- _WORK TASK_
From the data underneath, reproduce exactly the stretch that begins at the line with "let cors = Cors::default()" and ends after the line with "Manager Test Suite".

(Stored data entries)
-*-
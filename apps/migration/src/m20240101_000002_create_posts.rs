use sea_orm_migration::prelude::*;

#[derive(DeriveMigrationName)]
pub struct Migration;

#[async_trait::async_trait]
impl MigrationTrait for Migration {
    async fn up(&self, manager: &SchemaManager) -> Result<(), DbErr> {
        manager
            .create_table(
                Table::create()
                    .table(Posts::Table)
                    .if_not_exists()
                    .col(ColumnDef::new(Posts::Id).uuid().not_null().primary_key())
                    .col(ColumnDef::new(Posts::OwnerId).uuid().not_null())
                    .col(ColumnDef::new(Posts::Title).string().not_null())
                    // Soft reference: no foreign key, a post may outlive its category.
                    .col(ColumnDef::new(Posts::CategoryId).uuid().not_null())
                    .col(ColumnDef::new(Posts::PostedBy).string().not_null())
                    .col(
                        ColumnDef::new(Posts::PostedOn)
                            .timestamp_with_time_zone()
                            .not_null(),
                    )
                    .col(ColumnDef::new(Posts::BlogContent).text().not_null())
                    .col(ColumnDef::new(Posts::Keywords).string().not_null())
                    .col(ColumnDef::new(Posts::Description).text().not_null())
                    .col(ColumnDef::new(Posts::Image).string().null())
                    .col(
                        ColumnDef::new(Posts::CreatedAt)
                            .timestamp_with_time_zone()
                            .not_null()
                            .default(Expr::current_timestamp()),
                    )
                    .col(
                        ColumnDef::new(Posts::UpdatedAt)
                            .timestamp_with_time_zone()
                            .not_null()
                            .default(Expr::current_timestamp()),
                    )
                    .to_owned(),
            )
            .await?;

        manager
            .create_index(
                Index::create()
                    .name("idx_posts_owner_title")
                    .table(Posts::Table)
                    .col(Posts::OwnerId)
                    .col(Posts::Title)
                    .unique()
                    .to_owned(),
            )
            .await?;

        manager
            .create_index(
                Index::create()
                    .name("idx_posts_category_id")
                    .table(Posts::Table)
                    .col(Posts::CategoryId)
                    .to_owned(),
            )
            .await
    }

    async fn down(&self, manager: &SchemaManager) -> Result<(), DbErr> {
        manager
            .drop_table(Table::drop().table(Posts::Table).to_owned())
            .await
    }
}

#[derive(DeriveIden)]
enum Posts {
    Table,
    Id,
    OwnerId,
    Title,
    CategoryId,
    PostedBy,
    PostedOn,
    BlogContent,
    Keywords,
    Description,
    Image,
    CreatedAt,
    UpdatedAt,
}
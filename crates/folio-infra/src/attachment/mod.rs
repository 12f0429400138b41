//! Attachment store implementations - Cloudinary and in-memory fallback.

mod memory;

#[cfg(feature = "cloudinary")]
mod cloudinary;

pub use memory::InMemoryAttachmentStore;

#[cfg(feature = "cloudinary")]
pub use cloudinary::{CloudinaryAttachmentStore, CloudinaryConfig};
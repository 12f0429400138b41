//! CORS policy for browser clients.

use actix_cors::Cors;
use actix_web::http::Uri;

/// Build the CORS middleware. A `*` entry allows any origin; otherwise only
/// the listed origins are allowed and unparseable entries are skipped.
pub fn build_cors(allowed_origins: &[String]) -> Cors {
    let cors = Cors::default()
        .allowed_methods(vec!["GET", "POST", "PUT", "DELETE", "OPTIONS"])
        .allow_any_header()
        .max_age(3600);

    if allowed_origins.iter().any(|o| o == "*") {
        return cors.allow_any_origin();
    }

    allowed_origins.iter().fold(cors, |cors, origin| {
        if origin.parse::<Uri>().is_ok() {
            cors.allowed_origin(origin)
        } else {
            tracing::warn!(origin = %origin, "Ignoring unparseable CORS origin");
            cors
        }
    })
}
//! Migration CLI tool.

use sea_orm_migration::prelude::*;

#[tokio::main]
async fn main() {
    dotenvy::dotenv().ok();

    tracing_subscriber::fmt().with_env_filter("info").init();

    cli::run_cli(migration::Migrator).await;
}
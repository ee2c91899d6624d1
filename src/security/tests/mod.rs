//! Role Manager Test Suite
//!
//! Exercises the authorization gate end to end against an in-memory
//! directory: effective rights through nested groups, role satisfaction,
//! role grants, catalog reloads and behavior while the directory is down.

pub mod concurrency_tests;

pub use test_utils::*;
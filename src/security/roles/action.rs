//! Administrative Actions
//!
//! Every request the engine authorizes names exactly one action. Roles carry a
//! bitmask of the actions they grant; the `All` and `None` tags are
//! configuration shorthands for every action and no action.

use crate::error::Result;
use crate::security::flags;
use bitflags::bitflags;
use serde::{Deserialize, Serialize};
use std::fmt;

bitflags! {
    /// Actions a role may grant
    #[derive(Debug, Clone, Copy, PartialEq, Eq, Hash, Serialize, Deserialize)]
    #[serde(try_from = "Vec<String>", into = "Vec<String>")]
    pub struct ActionType: u32 {
        const GET = 1 << 0;
        const CREATE = 1 << 1;
        const MODIFY = 1 << 2;
        const DELETE = 1 << 3;
        const ADD_TO_GROUP = 1 << 4;
        const REMOVE_FROM_GROUP = 1 << 5;
        const ADD_ACCESS_RULE = 1 << 6;
        const REMOVE_ACCESS_RULE = 1 << 7;
        const SET_ACCESS_RULE = 1 << 8;
        const PURGE_ACCESS_RULES = 1 << 9;
        const ADD_ROLE = 1 << 10;
        const REMOVE_ROLE = 1 << 11;
        const SEARCH = 1 << 12;
    }
}

impl ActionType {
    /// Parse a single action tag, accepting the `All` and `None` sentinels
    pub fn from_tag(tag: &str) -> Result<Self> {
        let trimmed = tag.trim();
        if trimmed.eq_ignore_ascii_case("all") {
            return Ok(ActionType::all());
        }
        if trimmed.eq_ignore_ascii_case("none") {
            return Ok(ActionType::empty());
        }
        flags::parse_tag("action", trimmed)
    }

    pub fn from_tags<I, S>(tags: I) -> Result<Self>
    where
        I: IntoIterator<Item = S>,
        S: AsRef<str>,
    {
        let mut actions = ActionType::empty();
        for tag in tags {
            actions |= ActionType::from_tag(tag.as_ref())?;
        }
        Ok(actions)
    }

    /// True for exactly one named action, false for `All`, `None` and
    /// combinations
    pub fn is_single(&self) -> bool {
        self.bits().count_ones() == 1
    }

    /// The single actions contained in this mask, in declaration order
    pub fn actions(&self) -> impl Iterator<Item = ActionType> + '_ {
        self.iter()
    }

    /// Every single action
    pub fn each() -> impl Iterator<Item = ActionType> {
        ActionType::all().iter()
    }

    pub fn tags(&self) -> Vec<String> {
        flags::tag_names(self)
    }
}

impl Default for ActionType {
    fn default() -> Self {
        ActionType::empty()
    }
}

impl TryFrom<Vec<String>> for ActionType {
    type Error = crate::error::AdAclError;

    fn try_from(tags: Vec<String>) -> std::result::Result<Self, Self::Error> {
        ActionType::from_tags(tags)
    }
}

impl From<ActionType> for Vec<String> {
    fn from(actions: ActionType) -> Self {
        actions.tags()
    }
}

impl fmt::Display for ActionType {
    fn fmt(&self, f: &mut fmt::Formatter<'_>) -> fmt::Result {
        if self.is_empty() {
            f.write_str("None")
        } else if *self == ActionType::all() {
            f.write_str("All")
        } else {
            f.write_str(&self.tags().join(", "))
        }
    }
}
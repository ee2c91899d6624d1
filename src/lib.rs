pub mod config;
pub mod directory;
pub mod dispatch;
pub mod error;
pub mod metrics;
pub mod security;
pub mod types;

pub use config::Config;
pub use error::{AdAclError, Result};
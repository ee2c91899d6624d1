use crate::error::AdAclError;
use crate::security::acl::AccessRuleEntry;
use crate::security::roles::ActionType;
use crate::types::ObjectKind;

use serde::{Deserialize, Serialize};
use uuid::Uuid;

/// Outcome category of one operation
#[derive(Debug, Clone, Copy, PartialEq, Eq, Serialize, Deserialize)]
pub enum StatusType {
    Success,
    NotAllowed,
    DoesNotExist,
    NotSupported,
    DirectoryUnavailable,
    Failure,
}

impl From<&AdAclError> for StatusType {
    fn from(error: &AdAclError) -> Self {
        match error {
            AdAclError::NotAllowed { .. } => StatusType::NotAllowed,
            AdAclError::NotFound(_) | AdAclError::RoleNotFound(_) => StatusType::DoesNotExist,
            AdAclError::NotSupported(_) => StatusType::NotSupported,
            AdAclError::DirectoryUnavailable(_) => StatusType::DirectoryUnavailable,
            _ => StatusType::Failure,
        }
    }
}

#[derive(Debug, Clone, PartialEq, Eq, Serialize, Deserialize)]
pub struct ActionStatus {
    pub action: String,
    pub status: StatusType,
    pub message: String,
}

/// Everything that happened to one batch object
#[derive(Debug, Clone, PartialEq, Eq, Serialize, Deserialize)]
pub struct ObjectResult {
    pub kind: ObjectKind,
    pub identity: String,
    pub statuses: Vec<ActionStatus>,
    #[serde(default, skip_serializing_if = "Option::is_none")]
    pub access_rules: Option<Vec<AccessRuleEntry>>,
}

impl ObjectResult {
    pub fn new(kind: ObjectKind, identity: impl Into<String>) -> Self {
        Self {
            kind,
            identity: identity.into(),
            statuses: Vec::new(),
            access_rules: None,
        }
    }

    pub fn push_success(&mut self, action: ActionType, message: impl Into<String>) {
        self.statuses.push(ActionStatus {
            action: action.to_string(),
            status: StatusType::Success,
            message: message.into(),
        });
    }

    pub fn push_error(&mut self, action: ActionType, error: &AdAclError) {
        self.statuses.push(ActionStatus {
            action: action.to_string(),
            status: StatusType::from(error),
            message: error.to_string(),
        });
    }

    /// True when at least one operation was recorded and all of them
    /// succeeded
    pub fn is_success(&self) -> bool {
        !self.statuses.is_empty()
            && self
                .statuses
                .iter()
                .all(|status| status.status == StatusType::Success)
    }

    /// Status of the last recorded operation
    pub fn last_status(&self) -> Option<StatusType> {
        self.statuses.last().map(|status| status.status)
    }
}

#[derive(Debug, Clone, Serialize, Deserialize)]
pub struct BatchResults {
    pub batch_id: Uuid,
    pub action: String,
    pub results: Vec<ObjectResult>,
}

impl BatchResults {
    pub fn succeeded(&self) -> usize {
        self.results.iter().filter(|r| r.is_success()).count()
    }

    pub fn failed(&self) -> usize {
        self.results.len() - self.succeeded()
    }
}
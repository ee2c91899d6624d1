//! Authorization Engine
//!
//! Decides whether a principal may perform an administrative action on a
//! directory object.
//!
//! ## Key Components
//!
//! - **Access control**: rights bitmasks, access-control entries and the
//!   aggregation of those entries into effective rights
//! - **Roles**: the role catalog, the action index and the role manager that
//!   acts as the authorization gate
//! - **Audit**: a bounded trail of decisions and role changes

pub mod acl;
pub mod audit;
pub mod flags;
pub mod roles;

#[cfg(test)]
pub mod tests;

pub use acl::{
    AccessRuleEntry, AccessRuleSpec, AuthorizationDecision, ControlType, DenyEvaluation,
    DirectoryRights, RightsAggregator,
};
pub use audit::{AuditEvent, AuditLogger};
pub use roles::{ActionType, DaclRoleManager, RoleCatalog, RoleDefinition, RoleManagerTrait};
-*-
- _RESULT OF THIS TASK_
    let cors = Cors::default()
        .allowed_methods(vec!["GET", "POST", "PUT", "DELETE", "OPTIONS"])
        .allow_any_header()
        .max_age(3600);

    if allowed_origins.iter().any(|o| o == "*") {
        return cors.allow_any_origin();
    }

    allowed_origins.iter().fold(cors, |cors, origin| {
        if origin.parse::<Uri>().is_ok() {
            cors.allowed_origin(origin)
        } else {
            tracing::warn!(origin = %origin, "Ignoring unparseable CORS origin");
            cors
        }
    })
}
//! Migration CLI tool.

use sea_orm_migration::prelude::*;

#[tokio::main]
async fn main() {
    dotenvy::dotenv().ok();

    tracing_subscriber::fmt().with_env_filter("info").init();

    cli::run_cli(migration::Migrator).await;
}
repository ee2c91899d6624d1
filename src/security/tests/mod.rs
//! Role Manager Test Suite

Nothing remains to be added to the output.